**Instructions to follow:**
Show every line below where "runtime" appears.

##### Data shown #####

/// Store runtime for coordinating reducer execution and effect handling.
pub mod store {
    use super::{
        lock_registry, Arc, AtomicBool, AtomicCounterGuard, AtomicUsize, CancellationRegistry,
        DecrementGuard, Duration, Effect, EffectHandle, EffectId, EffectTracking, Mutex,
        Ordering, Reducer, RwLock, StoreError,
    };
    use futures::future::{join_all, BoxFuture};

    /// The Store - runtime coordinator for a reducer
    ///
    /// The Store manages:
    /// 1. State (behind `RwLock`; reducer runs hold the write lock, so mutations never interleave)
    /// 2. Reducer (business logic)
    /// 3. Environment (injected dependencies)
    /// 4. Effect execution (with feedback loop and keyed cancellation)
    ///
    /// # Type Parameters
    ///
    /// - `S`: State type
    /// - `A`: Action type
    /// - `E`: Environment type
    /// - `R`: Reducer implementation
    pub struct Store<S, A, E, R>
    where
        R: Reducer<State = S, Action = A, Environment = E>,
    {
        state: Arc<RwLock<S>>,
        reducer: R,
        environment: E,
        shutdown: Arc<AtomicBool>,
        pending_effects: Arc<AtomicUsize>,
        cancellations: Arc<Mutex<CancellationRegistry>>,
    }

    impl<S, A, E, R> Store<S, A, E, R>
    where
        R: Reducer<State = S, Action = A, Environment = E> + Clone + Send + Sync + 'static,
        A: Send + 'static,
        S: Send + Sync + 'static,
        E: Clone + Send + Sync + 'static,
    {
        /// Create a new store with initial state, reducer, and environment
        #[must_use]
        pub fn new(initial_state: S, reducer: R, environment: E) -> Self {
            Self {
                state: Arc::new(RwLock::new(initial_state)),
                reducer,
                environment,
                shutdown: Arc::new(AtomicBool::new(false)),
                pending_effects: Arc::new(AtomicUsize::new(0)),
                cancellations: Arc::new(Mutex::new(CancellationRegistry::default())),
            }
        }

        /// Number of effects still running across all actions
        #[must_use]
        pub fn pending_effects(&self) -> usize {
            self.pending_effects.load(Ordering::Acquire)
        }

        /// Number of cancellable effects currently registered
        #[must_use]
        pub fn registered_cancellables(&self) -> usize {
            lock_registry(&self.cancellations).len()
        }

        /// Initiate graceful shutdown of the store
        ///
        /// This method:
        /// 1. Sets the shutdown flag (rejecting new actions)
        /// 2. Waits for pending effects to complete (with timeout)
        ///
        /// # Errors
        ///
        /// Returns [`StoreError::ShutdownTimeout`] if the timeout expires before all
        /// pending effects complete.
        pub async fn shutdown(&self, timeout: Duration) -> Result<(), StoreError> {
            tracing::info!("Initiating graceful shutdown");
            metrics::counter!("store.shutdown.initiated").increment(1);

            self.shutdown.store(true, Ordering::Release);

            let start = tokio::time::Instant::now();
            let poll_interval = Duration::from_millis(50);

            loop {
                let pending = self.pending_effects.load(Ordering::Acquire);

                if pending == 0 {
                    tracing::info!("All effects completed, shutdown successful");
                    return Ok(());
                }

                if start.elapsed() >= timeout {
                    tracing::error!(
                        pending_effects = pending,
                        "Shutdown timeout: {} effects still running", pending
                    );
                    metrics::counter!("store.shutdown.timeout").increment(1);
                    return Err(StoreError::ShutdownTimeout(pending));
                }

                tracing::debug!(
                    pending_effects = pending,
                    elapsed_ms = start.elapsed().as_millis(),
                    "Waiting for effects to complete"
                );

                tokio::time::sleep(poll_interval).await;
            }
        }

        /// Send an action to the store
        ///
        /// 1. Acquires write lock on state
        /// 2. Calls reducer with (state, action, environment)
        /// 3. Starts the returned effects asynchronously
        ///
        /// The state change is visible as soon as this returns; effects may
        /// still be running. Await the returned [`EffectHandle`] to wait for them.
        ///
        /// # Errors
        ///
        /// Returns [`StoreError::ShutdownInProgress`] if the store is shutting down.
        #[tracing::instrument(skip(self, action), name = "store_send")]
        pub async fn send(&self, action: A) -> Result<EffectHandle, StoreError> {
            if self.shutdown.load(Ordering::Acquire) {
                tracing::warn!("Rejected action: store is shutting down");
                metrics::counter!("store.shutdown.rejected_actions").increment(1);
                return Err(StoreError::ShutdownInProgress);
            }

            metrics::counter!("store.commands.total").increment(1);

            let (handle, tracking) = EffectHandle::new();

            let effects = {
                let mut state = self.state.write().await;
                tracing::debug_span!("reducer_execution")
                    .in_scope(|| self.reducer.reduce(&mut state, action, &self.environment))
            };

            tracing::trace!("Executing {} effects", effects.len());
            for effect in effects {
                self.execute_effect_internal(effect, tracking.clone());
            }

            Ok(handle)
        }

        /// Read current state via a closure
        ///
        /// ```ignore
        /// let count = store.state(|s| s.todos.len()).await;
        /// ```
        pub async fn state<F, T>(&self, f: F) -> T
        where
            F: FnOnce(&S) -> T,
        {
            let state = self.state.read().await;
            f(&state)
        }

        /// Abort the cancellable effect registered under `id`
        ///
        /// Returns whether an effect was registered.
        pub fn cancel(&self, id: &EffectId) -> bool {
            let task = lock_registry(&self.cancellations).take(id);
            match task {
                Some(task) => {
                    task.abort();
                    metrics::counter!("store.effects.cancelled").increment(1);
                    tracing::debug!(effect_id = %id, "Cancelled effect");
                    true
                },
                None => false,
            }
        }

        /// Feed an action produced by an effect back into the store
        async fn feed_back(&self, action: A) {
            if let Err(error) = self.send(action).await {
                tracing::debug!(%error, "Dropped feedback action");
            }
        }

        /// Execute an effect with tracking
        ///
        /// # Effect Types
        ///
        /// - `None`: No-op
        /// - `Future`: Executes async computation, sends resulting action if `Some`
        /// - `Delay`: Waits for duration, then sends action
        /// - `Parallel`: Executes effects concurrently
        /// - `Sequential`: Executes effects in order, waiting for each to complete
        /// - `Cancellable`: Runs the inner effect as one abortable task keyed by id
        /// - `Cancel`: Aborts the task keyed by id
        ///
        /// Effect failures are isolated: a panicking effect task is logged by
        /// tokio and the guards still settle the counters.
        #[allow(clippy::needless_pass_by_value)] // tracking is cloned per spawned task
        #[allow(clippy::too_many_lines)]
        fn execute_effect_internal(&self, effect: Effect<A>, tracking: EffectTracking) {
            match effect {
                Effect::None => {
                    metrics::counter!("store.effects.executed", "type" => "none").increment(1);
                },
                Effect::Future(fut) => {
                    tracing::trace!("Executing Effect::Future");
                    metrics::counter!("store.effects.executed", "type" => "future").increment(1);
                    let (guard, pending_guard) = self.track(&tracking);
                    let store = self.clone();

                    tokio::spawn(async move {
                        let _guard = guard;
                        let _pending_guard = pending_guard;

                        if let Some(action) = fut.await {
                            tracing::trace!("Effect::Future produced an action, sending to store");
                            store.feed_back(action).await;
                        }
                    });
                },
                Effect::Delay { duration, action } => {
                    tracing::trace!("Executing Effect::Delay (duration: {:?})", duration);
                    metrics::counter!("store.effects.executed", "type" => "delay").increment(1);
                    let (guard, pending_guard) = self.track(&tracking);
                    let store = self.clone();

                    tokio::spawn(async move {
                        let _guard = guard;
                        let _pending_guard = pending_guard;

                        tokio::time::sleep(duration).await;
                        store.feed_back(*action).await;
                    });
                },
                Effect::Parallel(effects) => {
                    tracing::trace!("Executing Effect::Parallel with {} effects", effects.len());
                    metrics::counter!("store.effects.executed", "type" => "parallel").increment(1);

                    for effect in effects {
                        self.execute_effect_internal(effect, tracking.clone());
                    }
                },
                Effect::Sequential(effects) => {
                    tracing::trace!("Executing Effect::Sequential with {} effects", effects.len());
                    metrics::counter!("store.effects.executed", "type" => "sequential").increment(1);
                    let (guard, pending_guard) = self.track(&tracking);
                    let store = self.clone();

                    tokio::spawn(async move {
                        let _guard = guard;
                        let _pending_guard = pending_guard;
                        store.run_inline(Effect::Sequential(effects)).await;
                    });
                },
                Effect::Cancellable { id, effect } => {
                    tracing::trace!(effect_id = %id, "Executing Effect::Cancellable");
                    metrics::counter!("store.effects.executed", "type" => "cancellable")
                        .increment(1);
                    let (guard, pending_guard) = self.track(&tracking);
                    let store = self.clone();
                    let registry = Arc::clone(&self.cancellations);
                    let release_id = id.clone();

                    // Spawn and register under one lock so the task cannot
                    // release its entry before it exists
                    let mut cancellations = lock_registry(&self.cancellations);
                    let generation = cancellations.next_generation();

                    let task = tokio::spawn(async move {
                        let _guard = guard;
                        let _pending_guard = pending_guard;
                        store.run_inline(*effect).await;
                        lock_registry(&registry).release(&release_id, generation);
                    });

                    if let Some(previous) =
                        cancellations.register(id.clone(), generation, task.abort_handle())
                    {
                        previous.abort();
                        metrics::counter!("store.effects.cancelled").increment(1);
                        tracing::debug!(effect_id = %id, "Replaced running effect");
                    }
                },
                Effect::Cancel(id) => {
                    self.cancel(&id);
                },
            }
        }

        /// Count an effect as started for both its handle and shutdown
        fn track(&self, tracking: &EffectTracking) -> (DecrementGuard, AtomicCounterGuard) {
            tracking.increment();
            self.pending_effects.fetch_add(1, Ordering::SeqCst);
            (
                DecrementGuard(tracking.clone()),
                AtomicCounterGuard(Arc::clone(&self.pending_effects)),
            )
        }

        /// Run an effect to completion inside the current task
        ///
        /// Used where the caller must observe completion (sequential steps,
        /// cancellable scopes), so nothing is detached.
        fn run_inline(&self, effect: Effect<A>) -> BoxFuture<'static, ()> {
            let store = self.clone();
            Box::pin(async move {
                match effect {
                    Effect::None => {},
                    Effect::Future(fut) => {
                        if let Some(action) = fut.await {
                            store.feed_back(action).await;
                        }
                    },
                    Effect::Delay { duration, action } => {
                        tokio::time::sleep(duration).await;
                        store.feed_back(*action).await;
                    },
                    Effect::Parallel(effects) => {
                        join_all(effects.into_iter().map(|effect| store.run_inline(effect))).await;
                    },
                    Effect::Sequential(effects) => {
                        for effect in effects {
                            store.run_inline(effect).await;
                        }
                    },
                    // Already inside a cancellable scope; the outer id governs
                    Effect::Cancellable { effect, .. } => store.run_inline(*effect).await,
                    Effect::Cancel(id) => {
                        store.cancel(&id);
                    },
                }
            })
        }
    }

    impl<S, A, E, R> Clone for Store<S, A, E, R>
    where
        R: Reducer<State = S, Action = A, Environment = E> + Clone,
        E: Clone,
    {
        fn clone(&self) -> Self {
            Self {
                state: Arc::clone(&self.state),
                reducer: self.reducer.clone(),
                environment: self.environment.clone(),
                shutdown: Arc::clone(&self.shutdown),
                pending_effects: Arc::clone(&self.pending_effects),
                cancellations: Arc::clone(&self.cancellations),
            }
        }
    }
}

#####

**Exercise response:**
/// Store runtime for coordinating reducer execution and effect handling.
    /// The Store - runtime coordinator for a reducer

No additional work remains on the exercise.